[Saved data entries]
//! ASP Core - shared library for the Audio Session Protocol.
//!
//! This crate provides the core functionality shared between the two ASP
//! endpoints: a conversation server (hosts the WebSocket listener, runs the
//! conversation pipeline) and a media server (drives a telephony leg,
//! capturing and playing out audio over the same protocol).
//!
//! # Architecture
//!
//! - [`protocol`]: wire framing and control-message codec (C3)
//! - [`audio`]: codec adapter, resampling, reframing (C1)
//! - [`vad`]: voice activity detection and barge-in timing (C2)
//! - [`session`]: per-call session state machine (C4)
//! - [`media`]: telephony-leg channel, call control, playout pacer (C5)
//! - [`providers`]: STT/LLM/TTS provider traits and reference adapters (C7)
//! - [`pipeline`]: conversation orchestration tying C2/C6/C7 together
//! - [`events`]: domain event system for observability
//! - [`config`]: deployment configuration
//! - [`error`]: centralized error types
//! - [`bootstrap`]: composition root wiring the above into running services
//! - [`api`]: the conversation-server's axum WebSocket transport

#![warn(clippy::all)]

pub mod api;
pub mod audio;
pub mod bootstrap;
pub mod config;
pub mod error;
pub mod events;
pub mod media;
pub mod pipeline;
pub mod protocol;
pub mod protocol_constants;
pub mod providers;
pub mod session;
pub mod vad;

pub use audio::{AudioFormat, Codec, CodecAdapter, Encoding, Reframer};
pub use config::Config;
pub use error::{AspError, AspResult, ErrorLocality};
pub use events::{
    BackpressureEvent, BroadcastEvent, BroadcastEventBridge, EventEmitter, LoggingEventEmitter,
    NoopEventEmitter, ResponseEvent, SessionEvent, VadEvent,
};
pub use media::{CallControl, JitterBuffer, MediaChannel, NoopCallControl, PlayoutPacer, SimulatedMediaChannel};
pub use pipeline::{ConversationContext, ConversationPipeline, ResponseOutcome, SentenceChunker};
pub use protocol::{AudioFrame, AudioParams, ControlMessage, Transport, TransportMessage, VadParams};
pub use providers::{GenerationEvent, LanguageModel, Message, Role, SpeechToText, TextToSpeech, TranscriptEvent};
pub use session::{Session, SessionState, SessionSummary};
pub use vad::{ListenMode, VadSignal, VoiceActivityDetector};

pub use api::{start_server, AppState, AppStateBuilder, ServerError, WsConnectionManager};
pub use bootstrap::{bootstrap_services, BootstrappedServices};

* What you are asked to do *
Retype, exactly and in full, the lines above from the one containing "control-message codec (C3)" through the one containing "system for observability".

* Solution to this problem *
//! - [`protocol`]: wire framing and control-message codec (C3)
//! - [`audio`]: codec adapter, resampling, reframing (C1)
//! - [`vad`]: voice activity detection and barge-in timing (C2)
//! - [`session`]: per-call session state machine (C4)
//! - [`media`]: telephony-leg channel, call control, playout pacer (C5)
//! - [`providers`]: STT/LLM/TTS provider traits and reference adapters (C7)
//! - [`pipeline`]: conversation orchestration tying C2/C6/C7 together
//! - [`events`]: domain event system for observability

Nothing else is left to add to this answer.